Only one stretch of the listing below is wanted. Begin at the line that has "filename crates/stocktake-workflow/src/workflow/verify.rs", stop after the line that has "#[serde(default)]", and repeat every line in between exactly.

MATERIAL PROVIDED:
________________________

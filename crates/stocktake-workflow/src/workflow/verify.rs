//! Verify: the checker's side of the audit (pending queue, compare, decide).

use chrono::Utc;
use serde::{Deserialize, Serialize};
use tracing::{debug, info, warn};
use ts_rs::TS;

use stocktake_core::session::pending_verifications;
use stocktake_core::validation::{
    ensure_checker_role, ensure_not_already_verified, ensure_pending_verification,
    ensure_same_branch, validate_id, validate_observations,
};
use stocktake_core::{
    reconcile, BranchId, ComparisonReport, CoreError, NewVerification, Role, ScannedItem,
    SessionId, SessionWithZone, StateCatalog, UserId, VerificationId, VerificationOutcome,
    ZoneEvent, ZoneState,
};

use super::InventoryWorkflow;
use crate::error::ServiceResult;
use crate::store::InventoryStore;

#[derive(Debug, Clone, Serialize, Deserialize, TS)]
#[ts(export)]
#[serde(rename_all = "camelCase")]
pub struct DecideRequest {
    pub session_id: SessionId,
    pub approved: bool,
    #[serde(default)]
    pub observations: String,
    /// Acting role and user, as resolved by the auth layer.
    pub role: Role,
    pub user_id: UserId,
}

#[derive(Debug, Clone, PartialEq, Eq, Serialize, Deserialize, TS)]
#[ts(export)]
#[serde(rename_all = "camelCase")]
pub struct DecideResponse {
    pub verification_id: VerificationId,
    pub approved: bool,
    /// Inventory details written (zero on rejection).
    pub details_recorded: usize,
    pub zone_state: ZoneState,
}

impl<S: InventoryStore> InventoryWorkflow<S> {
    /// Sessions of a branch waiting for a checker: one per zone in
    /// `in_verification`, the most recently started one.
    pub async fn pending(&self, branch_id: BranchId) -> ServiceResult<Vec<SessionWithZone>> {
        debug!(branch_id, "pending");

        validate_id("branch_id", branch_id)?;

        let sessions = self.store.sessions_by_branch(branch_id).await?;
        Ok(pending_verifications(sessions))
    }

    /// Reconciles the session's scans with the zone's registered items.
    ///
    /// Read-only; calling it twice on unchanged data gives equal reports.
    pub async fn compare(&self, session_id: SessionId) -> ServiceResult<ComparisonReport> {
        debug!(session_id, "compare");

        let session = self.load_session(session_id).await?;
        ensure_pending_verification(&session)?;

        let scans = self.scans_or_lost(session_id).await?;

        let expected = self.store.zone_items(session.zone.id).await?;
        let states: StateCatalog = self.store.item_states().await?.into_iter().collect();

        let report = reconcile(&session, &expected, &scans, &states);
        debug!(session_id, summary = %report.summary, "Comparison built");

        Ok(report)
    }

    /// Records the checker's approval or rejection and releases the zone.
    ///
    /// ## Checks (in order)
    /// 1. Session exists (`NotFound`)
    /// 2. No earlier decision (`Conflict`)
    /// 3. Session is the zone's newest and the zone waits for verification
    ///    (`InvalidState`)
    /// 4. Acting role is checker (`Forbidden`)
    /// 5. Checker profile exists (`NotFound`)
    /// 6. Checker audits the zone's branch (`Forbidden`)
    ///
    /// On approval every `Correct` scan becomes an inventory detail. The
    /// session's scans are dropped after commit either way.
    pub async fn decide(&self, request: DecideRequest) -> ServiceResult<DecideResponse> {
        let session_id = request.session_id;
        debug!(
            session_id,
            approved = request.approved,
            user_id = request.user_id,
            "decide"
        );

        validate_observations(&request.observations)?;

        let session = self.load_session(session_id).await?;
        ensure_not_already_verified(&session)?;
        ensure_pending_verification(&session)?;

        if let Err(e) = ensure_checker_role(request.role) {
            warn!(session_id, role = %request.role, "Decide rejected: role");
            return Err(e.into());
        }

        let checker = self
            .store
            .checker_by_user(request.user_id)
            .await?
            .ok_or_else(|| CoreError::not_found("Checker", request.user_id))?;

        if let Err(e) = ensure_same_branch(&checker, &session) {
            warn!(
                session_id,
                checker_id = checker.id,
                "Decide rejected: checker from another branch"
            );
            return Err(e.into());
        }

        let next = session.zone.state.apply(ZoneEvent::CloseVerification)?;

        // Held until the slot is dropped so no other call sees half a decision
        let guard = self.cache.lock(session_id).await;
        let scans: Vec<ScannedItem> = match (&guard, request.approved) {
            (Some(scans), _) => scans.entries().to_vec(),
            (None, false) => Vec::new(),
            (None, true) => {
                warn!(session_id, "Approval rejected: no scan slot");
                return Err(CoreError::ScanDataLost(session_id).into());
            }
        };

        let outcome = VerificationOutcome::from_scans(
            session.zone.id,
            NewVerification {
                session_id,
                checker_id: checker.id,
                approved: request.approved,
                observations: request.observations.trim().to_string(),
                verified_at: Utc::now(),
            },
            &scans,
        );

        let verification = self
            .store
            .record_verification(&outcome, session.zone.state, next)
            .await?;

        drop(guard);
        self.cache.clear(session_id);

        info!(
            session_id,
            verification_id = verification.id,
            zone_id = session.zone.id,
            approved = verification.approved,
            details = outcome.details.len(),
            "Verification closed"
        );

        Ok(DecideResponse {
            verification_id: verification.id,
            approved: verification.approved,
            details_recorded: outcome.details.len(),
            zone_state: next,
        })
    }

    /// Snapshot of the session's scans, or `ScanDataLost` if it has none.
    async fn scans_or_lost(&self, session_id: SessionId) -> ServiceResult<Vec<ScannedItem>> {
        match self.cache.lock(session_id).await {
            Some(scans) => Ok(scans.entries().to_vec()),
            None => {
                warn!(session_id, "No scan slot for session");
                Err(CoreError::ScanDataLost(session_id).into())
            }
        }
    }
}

________________________

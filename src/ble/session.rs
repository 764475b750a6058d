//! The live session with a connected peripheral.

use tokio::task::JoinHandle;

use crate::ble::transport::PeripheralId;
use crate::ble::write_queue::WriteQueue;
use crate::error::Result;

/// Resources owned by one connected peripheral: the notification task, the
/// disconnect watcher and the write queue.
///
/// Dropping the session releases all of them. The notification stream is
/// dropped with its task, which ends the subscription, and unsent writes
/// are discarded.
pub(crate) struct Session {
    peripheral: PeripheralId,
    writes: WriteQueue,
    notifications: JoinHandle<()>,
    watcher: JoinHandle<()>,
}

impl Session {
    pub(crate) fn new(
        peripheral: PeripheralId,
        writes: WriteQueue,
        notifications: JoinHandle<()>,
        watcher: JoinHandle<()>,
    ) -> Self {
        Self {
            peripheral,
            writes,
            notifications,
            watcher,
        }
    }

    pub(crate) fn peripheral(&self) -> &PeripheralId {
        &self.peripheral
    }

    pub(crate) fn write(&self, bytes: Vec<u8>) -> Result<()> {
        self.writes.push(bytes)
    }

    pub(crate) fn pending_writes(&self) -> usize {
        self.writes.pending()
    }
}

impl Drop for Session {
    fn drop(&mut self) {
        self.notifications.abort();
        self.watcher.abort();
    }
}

________________________

EXERCISE RESULT:
filename crates/stocktake-workflow/src/workflow/verify.rs
//! Verify: the checker's side of the audit (pending queue, compare, decide).

use chrono::Utc;
use serde::{Deserialize, Serialize};
use tracing::{debug, info, warn};
use ts_rs::TS;

use stocktake_core::session::pending_verifications;
use stocktake_core::validation::{
    ensure_checker_role, ensure_not_already_verified, ensure_pending_verification,
    ensure_same_branch, validate_id, validate_observations,
};
use stocktake_core::{
    reconcile, BranchId, ComparisonReport, CoreError, NewVerification, Role, ScannedItem,
    SessionId, SessionWithZone, StateCatalog, UserId, VerificationId, VerificationOutcome,
    ZoneEvent, ZoneState,
};

use super::InventoryWorkflow;
use crate::error::ServiceResult;
use crate::store::InventoryStore;

#[derive(Debug, Clone, Serialize, Deserialize, TS)]
#[ts(export)]
#[serde(rename_all = "camelCase")]
pub struct DecideRequest {
    pub session_id: SessionId,
    pub approved: bool,
    #[serde(default)]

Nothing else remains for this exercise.